Frank Zappa - 1972
Q: I know from your various raps in the past
and from reading about you that you have a great deal of interest in classical
music.
Z: Yeah, I do. It's what I listen to mostly, I don't listen to too
much rock and roll.
Q: How come?
Z: I don't think that it gets me off as good as some contemporary
classical pieces.
Q: Like what?
Z: My favorite composers to listen to are: Stravinsky, Webern, Varese,
and Penderecki. I think I find more things of interest for my ear in those
composers than I do in any number of pop groups that you could name.

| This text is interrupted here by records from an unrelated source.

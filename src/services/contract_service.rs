// src/services/contract_service.rs

use sqlx::PgConnection;
use uuid::Uuid;

use crate::{
    common::error::AppError,
    db::{AdministrativeRepository, ContractRepository, OrgRepository, RowLock},
    models::{
        auth::CurrentUser,
        contract::{
            AssignManagerPayload, ContractDetail, ContractManagerDetail, ContractStatus,
            CreateContractPayload, GovernmentContract, GovernmentOrgSummary, UserContract,
        },
    },
};

/// Um usuário só tem um vínculo ativo por contrato, e o contrato só tem um principal ativo.
pub fn ensure_manager_slot(already_manager: bool, wants_primary: bool, has_primary: bool) -> Result<(), AppError> {
    if already_manager {
        return Err(AppError::ManagerAlreadyAssigned);
    }
    if wants_primary && has_primary {
        return Err(AppError::PrimaryManagerExists);
    }
    Ok(())
}

/// Só a própria organização do Estado altera o contrato.
fn ensure_contract_owner(contract: &GovernmentContract, user: &CurrentUser) -> Result<(), AppError> {
    if user.org_id != contract.government_org_id {
        return Err(AppError::StateAccessDenied(contract.government_org_id));
    }
    Ok(())
}

#[derive(Clone)]
pub struct ContractService {
    repo: ContractRepository,
    administrative_repo: AdministrativeRepository,
    org_repo: OrgRepository,
}

impl ContractService {
    pub fn new(
        repo: ContractRepository,
        administrative_repo: AdministrativeRepository,
        org_repo: OrgRepository,
    ) -> Self {
        Self { repo, administrative_repo, org_repo }
    }

    async fn load_contract(&self, conn: &mut PgConnection, contract_id: Uuid) -> Result<GovernmentContract, AppError> {
        self.repo
            .find_contract(&mut *conn, contract_id)
            .await?
            .ok_or(AppError::ContractNotFound)
    }

    /// Leitura: a organização do Estado ou um gestor ativo do contrato.
    async fn ensure_reader(
        &self,
        conn: &mut PgConnection,
        contract: &GovernmentContract,
        user: &CurrentUser,
    ) -> Result<(), AppError> {
        if user.org_id == contract.government_org_id {
            return Ok(());
        }
        if self.repo.is_active_manager(&mut *conn, contract.id, user.id).await? {
            return Ok(());
        }
        Err(AppError::StateAccessDenied(contract.government_org_id))
    }

    /// O nó precisa estar ativo e pertencer ao Estado; fica travado até o commit.
    async fn check_scope_node(&self, conn: &mut PgConnection, state_id: Uuid, node_id: Uuid) -> Result<(), AppError> {
        self.administrative_repo
            .find_node_locked(&mut *conn, state_id, node_id, RowLock::Share)
            .await?
            .filter(|n| n.node.active)
            .ok_or(AppError::ScopeNodeNotInState(node_id))?;
        Ok(())
    }

    async fn build_detail(&self, conn: &mut PgConnection, contract: GovernmentContract) -> Result<ContractDetail, AppError> {
        let org = self
            .org_repo
            .find_org(&mut *conn, contract.government_org_id)
            .await?
            .ok_or(AppError::OrgNotFound)?;
        let scope = self.repo.list_scope(&mut *conn, contract.id).await?;

        Ok(ContractDetail {
            contract,
            government_org: GovernmentOrgSummary { id: org.id, name: org.name },
            scope,
        })
    }

    // =========================================================================
    //  CONTRATOS
    // =========================================================================

    pub async fn create_contract(
        &self,
        conn: &mut PgConnection,
        user: &CurrentUser,
        input: &CreateContractPayload,
    ) -> Result<ContractDetail, AppError> {
        let state_id = input.government_org_id;

        // 1. A contraparte precisa ser um Estado, e o chamador precisa ser dele
        self.org_repo
            .find_state(&mut *conn, state_id)
            .await?
            .ok_or(AppError::ContractOrgNotState(state_id))?;
        if user.org_id != state_id {
            return Err(AppError::StateAccessDenied(state_id));
        }

        // 2. Escopo territorial dentro do Estado
        for &node_id in &input.administrative_node_ids {
            self.check_scope_node(conn, state_id, node_id).await?;
        }

        // 3. Contrato e escopo na mesma transação
        let contract = self.repo.create_contract(&mut *conn, input, user.id).await?;
        let scoped = self
            .repo
            .insert_scope(&mut *conn, contract.id, &input.administrative_node_ids)
            .await?;

        tracing::info!(
            "📝 Contrato '{}' criado para o Estado {} ({} nós no escopo)",
            contract.contract_number, state_id, scoped
        );
        self.build_detail(conn, contract).await
    }

    pub async fn get_contract(
        &self,
        conn: &mut PgConnection,
        contract_id: Uuid,
        user: &CurrentUser,
    ) -> Result<ContractDetail, AppError> {
        let contract = self.load_contract(conn, contract_id).await?;
        self.ensure_reader(conn, &contract, user).await?;
        self.build_detail(conn, contract).await
    }

    /// Contratos em vigor do Estado. Só a própria organização consulta.
    pub async fn list_org_contracts(
        &self,
        conn: &mut PgConnection,
        org_id: Uuid,
        user: &CurrentUser,
    ) -> Result<Vec<GovernmentContract>, AppError> {
        self.org_repo
            .find_state(&mut *conn, org_id)
            .await?
            .ok_or(AppError::StateAccessDenied(org_id))?;
        if user.org_id != org_id {
            return Err(AppError::StateAccessDenied(org_id));
        }
        self.repo.list_active_for_org(&mut *conn, org_id).await
    }

    pub async fn update_status(
        &self,
        conn: &mut PgConnection,
        contract_id: Uuid,
        user: &CurrentUser,
        status: ContractStatus,
    ) -> Result<GovernmentContract, AppError> {
        let current = self.load_contract(conn, contract_id).await?;
        ensure_contract_owner(&current, user)?;

        let updated = self
            .repo
            .update_status(&mut *conn, contract_id, status)
            .await?
            .ok_or(AppError::ContractNotFound)?;

        tracing::info!(
            "🔄 Contrato '{}': status {:?} -> {:?}",
            updated.contract_number, current.status, updated.status
        );
        Ok(updated)
    }

    // =========================================================================
    //  GESTORES
    // =========================================================================

    pub async fn assign_manager(
        &self,
        conn: &mut PgConnection,
        contract_id: Uuid,
        user: &CurrentUser,
        input: &AssignManagerPayload,
    ) -> Result<ContractManagerDetail, AppError> {
        let contract = self.load_contract(conn, contract_id).await?;
        ensure_contract_owner(&contract, user)?;

        if !self.org_repo.user_exists(&mut *conn, input.user_id).await? {
            return Err(AppError::UserNotFound);
        }

        if let Some(node_id) = input.administrative_scope_node_id {
            self.check_scope_node(conn, contract.government_org_id, node_id).await?;
        }

        let wants_primary = input.is_primary.unwrap_or(false);
        let already_manager = self.repo.is_active_manager(&mut *conn, contract_id, input.user_id).await?;
        let has_primary = wants_primary && self.repo.has_active_primary(&mut *conn, contract_id).await?;
        ensure_manager_slot(already_manager, wants_primary, has_primary)?;

        // Os índices únicos parciais cobrem a corrida entre as checagens e o INSERT
        let manager = self
            .repo
            .create_manager(&mut *conn, contract_id, input, user.id)
            .await?;

        tracing::info!(
            "👤 Usuário {} nomeado gestor do contrato '{}' ({})",
            input.user_id, contract.contract_number, manager.role
        );

        self.repo
            .find_manager(&mut *conn, manager.id)
            .await?
            .ok_or(AppError::ManagerNotFound)
    }

    pub async fn list_managers(
        &self,
        conn: &mut PgConnection,
        contract_id: Uuid,
        user: &CurrentUser,
    ) -> Result<Vec<ContractManagerDetail>, AppError> {
        let contract = self.load_contract(conn, contract_id).await?;
        self.ensure_reader(conn, &contract, user).await?;
        self.repo.list_active_managers(&mut *conn, contract_id).await
    }

    /// O próprio gestor sempre enxerga o seu vínculo.
    pub async fn get_manager(
        &self,
        conn: &mut PgConnection,
        manager_id: Uuid,
        user: &CurrentUser,
    ) -> Result<ContractManagerDetail, AppError> {
        let manager = self
            .repo
            .find_manager(&mut *conn, manager_id)
            .await?
            .ok_or(AppError::ManagerNotFound)?;

        if manager.manager.user_id != user.id {
            let contract = self.load_contract(conn, manager.manager.contract_id).await?;
            self.ensure_reader(conn, &contract, user).await?;
        }
        Ok(manager)
    }

    pub async fn remove_manager(
        &self,
        conn: &mut PgConnection,
        manager_id: Uuid,
        user: &CurrentUser,
    ) -> Result<(), AppError> {
        let manager = self
            .repo
            .find_manager(&mut *conn, manager_id)
            .await?
            .ok_or(AppError::ManagerNotFound)?;
        let contract = self.load_contract(conn, manager.manager.contract_id).await?;
        ensure_contract_owner(&contract, user)?;

        self.repo.deactivate_manager(&mut *conn, manager_id).await?;
        tracing::info!(
            "🗑️ Gestor {} removido do contrato '{}'",
            manager.user.email, contract.contract_number
        );
        Ok(())
    }

    /// Vínculos ativos do chamador, com o resumo de cada contrato.
    pub async fn user_contracts(&self, conn: &mut PgConnection, user: &CurrentUser) -> Result<Vec<UserContract>, AppError> {
        self.repo.list_user_contracts(&mut *conn, user.id).await
    }

    pub async fn is_manager(&self, conn: &mut PgConnection, contract_id: Uuid, user: &CurrentUser) -> Result<bool, AppError> {
        self.repo.is_active_manager(&mut *conn, contract_id, user.id).await
    }
}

Q: Do you think that there's a possible audience
for let's say.... Webern or Penderecki?
Z: Of course there is.
Q: Where is it?
Z: Well, that's beside the point. The audience exists - it's perhaps
not as large as the audience for Grand Funk Railroad but it's there nonetheless
and is in need of servicing. There are some people who might be interested
in hearing that music who have never heard it before and who might just
like to go out and see what it does to their mind to get a little bit of
it on 'em.
Q: In the past, political types have talked
of the music of Webern, the, uh Post-Webern really.... Penderecki and his
friends as being elitist music - music that is difficult for masses of
people to listen to.
Z: Then I would assume from that line of reasoning that the ideal
music of all time must be that of the crudest form of rock and roll. I
don't think that that's elitist music by any stretch of the imagination.
Q: Do you think it's easy for people to listen
to?
Z: It depends on the person who's listening to it and what he expects
to get out of it, y'know.
Q: What do people come to music for, do you
think?
Z: Well, in America, mostly for entertainment. I doubt that they're
going to derive as much entertainment value out of watching, say, a Webern
string quartet performed as, say, some rock and roll band who has a guitar
player who eats his guitar onstage. That would probably be more entertaining
for them, but I don't think that's down to what the music is really about.
Q: Is the music of the MOI influenced by your
interest in classical music?
Z: Yeah, I would say so.
Q: How? Rhythmically? Harmonically?
Z: Both.
Q: Other than taking other people's work and
using it for theme and variations as you do in the Invocation and Ritual
Dance and various other places in your work, do you think that there is
a link between what we call the classical world and your music?
Z: Yes, there is a link. It's rhythmic and it's harmonic.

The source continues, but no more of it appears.